The US Food and Drug Administration advisory (FDA) committee on Friday (local time) voted unanimously to approve Pfizer booster shots for use in people aged 65-plus and high-risk patients following a prior failed vote to approve third shots for all people aged from 16 and above.
Dr Ofer Levy, a vaccine and infectious disease specialist at Boston Children’s Hospital said, “It’s likely beneficial, in my opinion, for the elderly, and may eventually be indicated for the general population. I just don’t think we’re there yet in terms of the data.”
To discuss boosters the Vaccines and Related Biological Products Advisory Committee met for more than eight hours on Friday and the final vote could be corrected to include health care workers and other workers who face a high risk of exposure.
Before unanimously embracing an alternate plan to give boosters to older Americans, the panel voted 16-2 against distributing the vaccines to Americans 16 and older and those who are vulnerable of suffering from severe illness if they get the virus. That’s previously included people with diabetes, heart disease, obesity and other so-called comorbidities.
The earlier question put by Pfizer would have made the booster available to everyone aged between 16 and above.
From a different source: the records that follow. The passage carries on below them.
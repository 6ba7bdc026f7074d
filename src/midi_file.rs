// Standard MIDI File source/sink for the frame codec, built on midly

use std::path::{Path, PathBuf};

use anyhow::Context;
use midly::num::{u15, u24, u28, u4, u7};
use midly::{Format, Header, MetaMessage, MidiMessage, Smf, Timing, TrackEventKind};
use walkdir::WalkDir;

use crate::codec::{self, EventKind, Sequence, TrackEvent, TrackMeta};
use crate::matrix::{StateMatrix, MAX_PITCH, MAX_VELOCITY};

/// Largest delta representable as an SMF variable-length quantity
const MAX_DELTA: u32 = (1 << 28) - 1;

/// Largest tempo (microseconds per quarter) a SetTempo meta event holds
const MAX_TEMPO: u32 = (1 << 24) - 1;

/// Largest metrical resolution an SMF header holds
const MAX_RESOLUTION: u16 = (1 << 15) - 1;

/// Parse SMF bytes into a sequence of codec events.
pub fn parse_sequence(data: &[u8]) -> anyhow::Result<Sequence> {
    let smf = Smf::parse(data).map_err(|e| anyhow::anyhow!("Failed to parse MIDI: {}", e))?;

    let resolution = match smf.header.timing {
        Timing::Metrical(tpb) => tpb.as_int(),
        Timing::Timecode(..) => anyhow::bail!("SMPTE timecode timing is not supported"),
    };

    let tracks = smf
        .tracks
        .iter()
        .map(|track| track.iter().map(convert_event).collect())
        .collect();

    Ok(Sequence { resolution, tracks })
}

fn convert_event(event: &midly::TrackEvent<'_>) -> TrackEvent {
    let kind = match event.kind {
        TrackEventKind::Midi { message: MidiMessage::NoteOn { key, vel }, .. } => EventKind::NoteOn {
            pitch: key.as_int(),
            velocity: vel.as_int(),
        },
        TrackEventKind::Midi { message: MidiMessage::NoteOff { key, vel }, .. } => EventKind::NoteOff {
            pitch: key.as_int(),
            velocity: vel.as_int(),
        },
        TrackEventKind::Meta(MetaMessage::EndOfTrack) => EventKind::EndOfTrack,
        TrackEventKind::Meta(MetaMessage::Tempo(t)) => EventKind::SetTempo {
            microseconds_per_beat: t.as_int(),
        },
        _ => EventKind::Other,
    };

    TrackEvent { delta: event.delta.as_int(), kind }
}

/// Read and parse a MIDI file.
pub fn read_sequence(path: &Path) -> anyhow::Result<Sequence> {
    let data = std::fs::read(path).with_context(|| format!("Failed to read {}", path.display()))?;
    parse_sequence(&data).with_context(|| format!("Invalid MIDI file {}", path.display()))
}

/// Serialize one encoded track as a format-0 SMF. The tempo event, if any,
/// is written first with its original delta.
pub fn to_smf_bytes(events: &[TrackEvent], meta: &TrackMeta) -> anyhow::Result<Vec<u8>> {
    if meta.resolution == 0 || meta.resolution > MAX_RESOLUTION {
        anyhow::bail!("Resolution {} cannot be stored in a MIDI header", meta.resolution);
    }

    let mut track = Vec::with_capacity(events.len() + 1);
    if let Some(tempo) = meta.tempo {
        track.push(convert_back(&tempo.to_event())?);
    }
    for event in events {
        track.push(convert_back(event)?);
    }

    let smf = Smf {
        header: Header::new(Format::SingleTrack, Timing::Metrical(u15::new(meta.resolution))),
        tracks: vec![track],
    };

    let mut bytes = Vec::new();
    smf.write_std(&mut bytes)?;
    Ok(bytes)
}

fn convert_back(event: &TrackEvent) -> anyhow::Result<midly::TrackEvent<'static>> {
    if event.delta > MAX_DELTA {
        anyhow::bail!("Tick delta {} exceeds the MIDI limit", event.delta);
    }

    let kind = match event.kind {
        EventKind::NoteOn { pitch, velocity } => note_kind(pitch, velocity, true)?,
        EventKind::NoteOff { pitch, velocity } => note_kind(pitch, velocity, false)?,
        EventKind::EndOfTrack => TrackEventKind::Meta(MetaMessage::EndOfTrack),
        EventKind::SetTempo { microseconds_per_beat } => {
            if microseconds_per_beat > MAX_TEMPO {
                anyhow::bail!("Tempo {} does not fit a SetTempo event", microseconds_per_beat);
            }
            TrackEventKind::Meta(MetaMessage::Tempo(u24::new(microseconds_per_beat)))
        }
        EventKind::Other => anyhow::bail!("Opaque events cannot be written back"),
    };

    Ok(midly::TrackEvent { delta: u28::new(event.delta), kind })
}

fn note_kind(pitch: u8, velocity: u8, on: bool) -> anyhow::Result<TrackEventKind<'static>> {
    if pitch > MAX_PITCH || velocity > MAX_VELOCITY {
        anyhow::bail!("Note {} with velocity {} is out of MIDI range", pitch, velocity);
    }

    let key = u7::new(pitch);
    let vel = u7::new(velocity);
    let message = if on {
        MidiMessage::NoteOn { key, vel }
    } else {
        MidiMessage::NoteOff { key, vel }
    };

    Ok(TrackEventKind::Midi { channel: u4::new(0), message })
}

/// Write an encoded track plus its metadata to disk.
pub fn write_sequence(path: &Path, events: &[TrackEvent], meta: &TrackMeta) -> anyhow::Result<()> {
    let bytes = to_smf_bytes(events, meta)?;

    if let Some(parent) = path.parent() {
        if !parent.as_os_str().is_empty() {
            std::fs::create_dir_all(parent)?;
        }
    }
    std::fs::write(path, &bytes).with_context(|| format!("Failed to write {}", path.display()))?;

    log::info!("Wrote {} events ({} bytes) to {}", events.len(), bytes.len(), path.display());
    Ok(())
}

fn is_midi_file(path: &Path) -> bool {
    path.extension()
        .and_then(|ext| ext.to_str())
        .map(|ext| ext.eq_ignore_ascii_case("mid") || ext.eq_ignore_ascii_case("midi"))
        .unwrap_or(false)
}

/// All MIDI files under `dir`, recursively, in sorted path order.
pub fn midi_files_in(dir: &Path) -> Vec<PathBuf> {
    WalkDir::new(dir)
        .sort_by_file_name()
        .into_iter()
        .filter_map(|entry| match entry {
            Ok(entry) => Some(entry),
            Err(e) => {
                log::warn!("Skipping unreadable entry under {}: {}", dir.display(), e);
                None
            }
        })
        .filter(|entry| entry.file_type().is_file() && is_midi_file(entry.path()))
        .map(|entry| entry.into_path())
        .collect()
}

/// Decode a MIDI file, or every MIDI file under a directory concatenated in
/// path order. Metadata comes from the first file.
pub fn load_matrix(path: &Path) -> anyhow::Result<(StateMatrix, TrackMeta)> {
    if !path.is_dir() {
        let sequence = read_sequence(path)?;
        return Ok(codec::decode(&sequence)?);
    }

    let files = midi_files_in(path);
    let Some((first, rest)) = files.split_first() else {
        anyhow::bail!("No MIDI files found under {}", path.display());
    };

    log::info!("Loading {}", first.display());
    let (mut matrix, meta) = codec::decode(&read_sequence(first)?)
        .with_context(|| format!("Failed to decode {}", first.display()))?;

    for file in rest {
        log::info!("Loading {}", file.display());
        let (file_matrix, _) = codec::decode(&read_sequence(file)?)
            .with_context(|| format!("Failed to decode {}", file.display()))?;
        matrix.append(file_matrix);
    }

    log::info!("Loaded {} files into {} frames", files.len(), matrix.len());
    Ok((matrix, meta))
}
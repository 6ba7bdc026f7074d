// Pianola - MIDI event stream <-> piano-roll state matrix
// Main library entry point

pub mod cli;
pub mod codec;
pub mod compress;
pub mod config;
pub mod error;
pub mod matrix;
pub mod midi_file;
pub mod pipeline;
pub mod volume;

pub use codec::{decode, decode_track, encode, state_diff, EventKind, Sequence, TrackEvent, TrackMeta};
pub use compress::{average_rows, compress_columns, decompress_columns};
pub use error::MatrixError;
pub use matrix::{CompressedMatrix, Frame, StateMatrix, PITCH_COUNT};
pub use volume::{binarize_volume, restore_volume, VolumeAverage};
// Lossless pruning of permanently silent pitch columns

use ndarray::Array2;

use crate::error::{MatrixError, Result};
use crate::matrix::{CompressedMatrix, StateMatrix, PITCH_COUNT, SILENT_FRAME};

/// Drop every pitch column that is zero in all frames.
///
/// `columns_present` lists the surviving pitches in ascending order and
/// column `i` of the result holds pitch `columns_present[i]`.
pub fn compress_columns(matrix: &StateMatrix) -> CompressedMatrix {
    let frames = matrix.frames();

    let columns_present: Vec<u8> = (0..PITCH_COUNT)
        .filter(|&pitch| frames.iter().any(|frame| frame[pitch] != 0))
        .map(|pitch| pitch as u8)
        .collect();

    let values = Array2::from_shape_fn((frames.len(), columns_present.len()), |(tick, column)| {
        frames[tick][usize::from(columns_present[column])]
    });

    log::debug!(
        "Pruned {} of {} pitch columns over {} frames",
        PITCH_COUNT - columns_present.len(),
        PITCH_COUNT,
        frames.len()
    );

    CompressedMatrix { values, columns_present }
}

/// Reinsert zero columns at their original positions.
///
/// Every output frame is a separately owned 128-wide buffer.
pub fn decompress_columns(compressed: &CompressedMatrix) -> Result<StateMatrix> {
    check_columns(compressed)?;

    let mut frames = vec![SILENT_FRAME; compressed.ticks()];
    for (frame, row) in frames.iter_mut().zip(compressed.values.rows()) {
        for (&pitch, &velocity) in compressed.columns_present.iter().zip(row.iter()) {
            frame[usize::from(pitch)] = velocity;
        }
    }

    StateMatrix::from_frames(frames).map_err(|err| match err {
        MatrixError::VelocityOutOfRange { index, pitch, value, .. } => MatrixError::VelocityOutOfRange {
            operation: "decompress_columns",
            index,
            pitch,
            value,
        },
        other => other,
    })
}

fn check_columns(compressed: &CompressedMatrix) -> Result<()> {
    let columns = &compressed.columns_present;

    if columns.len() != compressed.width() {
        return Err(MatrixError::DimensionMismatch {
            operation: "decompress_columns",
            reason: format!(
                "{} columns listed for a matrix {} wide",
                columns.len(),
                compressed.width()
            ),
        });
    }

    if let Some(position) = columns.iter().position(|&pitch| usize::from(pitch) >= PITCH_COUNT) {
        return Err(MatrixError::DimensionMismatch {
            operation: "decompress_columns",
            reason: format!("column {} at position {} is not a pitch", columns[position], position),
        });
    }

    if let Some(position) = columns.windows(2).position(|pair| pair[0] >= pair[1]) {
        return Err(MatrixError::DimensionMismatch {
            operation: "decompress_columns",
            reason: format!("columns not strictly increasing at position {}", position + 1),
        });
    }

    Ok(())
}
// Forward and inverse transform chains around the frame codec

use std::path::Path;

use anyhow::Context;
use ndarray::Array2;
use serde::{Deserialize, Serialize};

use crate::codec::{self, TrackEvent, TrackMeta};
use crate::compress::{average_rows, compress_columns, decompress_columns};
use crate::config::PipelineConfig;
use crate::error::{MatrixError, Result};
use crate::matrix::{CompressedMatrix, StateMatrix};
use crate::volume::{binarize_volume, restore_volume, VolumeAverage};

/// Matrix values in the layout the pipeline left them in
#[derive(Debug, Clone, PartialEq, Eq, Serialize, Deserialize)]
#[serde(tag = "layout", rename_all = "snake_case")]
pub enum MatrixBody {
    /// All 128 pitch columns
    Full { values: Array2<u8> },
    /// Silent columns removed
    Pruned(CompressedMatrix),
}

impl MatrixBody {
    pub fn values(&self) -> &Array2<u8> {
        match self {
            MatrixBody::Full { values } => values,
            MatrixBody::Pruned(compressed) => &compressed.values,
        }
    }
}

/// A transformed matrix together with everything needed to undo the
/// transforms. This is what gets handed to external processing.
#[derive(Debug, Clone, PartialEq, Eq, Serialize, Deserialize)]
pub struct ProcessedMatrix {
    pub meta: TrackMeta,
    /// Set when rows were averaged; such a matrix cannot be restored
    pub row_batch_size: Option<usize>,
    pub volume_average: Option<VolumeAverage>,
    pub body: MatrixBody,
}

/// Apply the configured transforms: row averaging, then volume
/// binarization, then column pruning.
pub fn process(matrix: StateMatrix, meta: TrackMeta, config: &PipelineConfig) -> Result<ProcessedMatrix> {
    let mut matrix = match config.row_batch_size {
        Some(batch_size) => average_rows(&matrix, batch_size)?,
        None => matrix,
    };

    let volume_average = if config.binarize_volume {
        let average = binarize_volume(&mut matrix)?;
        log::info!("Binarized volume, average velocity {}", average.get());
        Some(average)
    } else {
        None
    };

    let body = if config.prune_columns {
        let compressed = compress_columns(&matrix);
        log::info!("Kept {} active pitch columns", compressed.width());
        MatrixBody::Pruned(compressed)
    } else {
        MatrixBody::Full { values: matrix.to_array() }
    };

    Ok(ProcessedMatrix {
        meta,
        row_batch_size: config.row_batch_size,
        volume_average,
        body,
    })
}

impl ProcessedMatrix {
    /// Undo pruning and binarization. Row averaging has no inverse.
    pub fn restore(&self) -> Result<StateMatrix> {
        if let Some(batch_size) = self.row_batch_size {
            return Err(MatrixError::NotInvertible { operation: "restore", batch_size });
        }

        let mut matrix = match &self.body {
            MatrixBody::Full { values } => StateMatrix::from_array(values.view())?,
            MatrixBody::Pruned(compressed) => decompress_columns(compressed)?,
        };

        if let Some(average) = self.volume_average {
            restore_volume(&mut matrix, average);
        }

        Ok(matrix)
    }

    /// Restore and encode back into an event list.
    pub fn to_events(&self) -> Result<Vec<TrackEvent>> {
        codec::encode(&self.restore()?)
    }

    pub fn save_json(&self, path: &Path) -> anyhow::Result<()> {
        let contents = serde_json::to_string(self)?;
        std::fs::write(path, contents).with_context(|| format!("Failed to write {}", path.display()))?;
        Ok(())
    }

    pub fn load_json(path: &Path) -> anyhow::Result<Self> {
        let contents = std::fs::read_to_string(path)
            .with_context(|| format!("Failed to read {}", path.display()))?;
        let processed = serde_json::from_str(&contents)
            .with_context(|| format!("Invalid processed matrix in {}", path.display()))?;
        Ok(processed)
    }
}

/// Run the invertible part of the pipeline forward and back, producing the
/// event list to write out. Row averaging is skipped.
pub fn round_trip(matrix: StateMatrix, meta: TrackMeta, config: &PipelineConfig) -> Result<Vec<TrackEvent>> {
    let mut config = config.clone();
    if let Some(batch_size) = config.row_batch_size.take() {
        log::warn!("Ignoring row batch size {} on round trip: averaging is not invertible", batch_size);
    }

    process(matrix, meta, &config)?.to_events()
}
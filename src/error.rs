// Error kinds raised by the matrix codec and transforms

/// Errors raised by the core codec and matrix transforms.
///
/// Every variant names the operation that detected the problem so the
/// caller can locate the bad input.
#[derive(Debug, Clone, PartialEq, Eq, thiserror::Error)]
pub enum MatrixError {
    #[error("{operation}: malformed event at index {index}: {reason}")]
    MalformedEvent {
        operation: &'static str,
        index: usize,
        reason: String,
    },

    #[error("{operation}: matrix has no frames")]
    EmptyMatrix { operation: &'static str },

    #[error("{operation}: matrix has no nonzero velocities")]
    NoNonzeroVelocity { operation: &'static str },

    #[error("{operation}: dimension mismatch: {reason}")]
    DimensionMismatch {
        operation: &'static str,
        reason: String,
    },

    #[error("{operation}: frame {index} has width {width}, expected 128")]
    ShapeMismatch {
        operation: &'static str,
        index: usize,
        width: usize,
    },

    #[error("{operation}: velocity {value} at frame {index}, pitch {pitch} exceeds 127")]
    VelocityOutOfRange {
        operation: &'static str,
        index: usize,
        pitch: usize,
        value: u8,
    },

    #[error("{operation}: batch size must be positive")]
    InvalidBatchSize { operation: &'static str },

    #[error("{operation}: resolution must be positive")]
    InvalidResolution { operation: &'static str },

    #[error("{operation}: matrix was row-averaged with batch size {batch_size} and cannot be inverted")]
    NotInvertible {
        operation: &'static str,
        batch_size: usize,
    },
}

pub type Result<T> = std::result::Result<T, MatrixError>;
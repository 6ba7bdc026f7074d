// State matrix compression: column pruning and row averaging

pub mod columns;
pub mod rows;

pub use columns::*;
pub use rows::*;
The committee decided to first hold an up-or-down vote on the question of whether to recommend a third dose of vaccine for everyone 16 and older to show some extraordinary move, because of its reservations around the question of boosters.
Biden administration officials have previously announced a plan to begin administering booster doses to the general population during the week of September 20, pending signoff from the FDA and US Centers for Disease Control.
Some of the advisers and a group of vaccine experts, immunologists, paediatricians, infectious disease specialists and public health experts — have said that the process was rushed because of that target date. For certain immuno-compromised people third doses are already approved for certain immuno-compromised people, but not for the general public.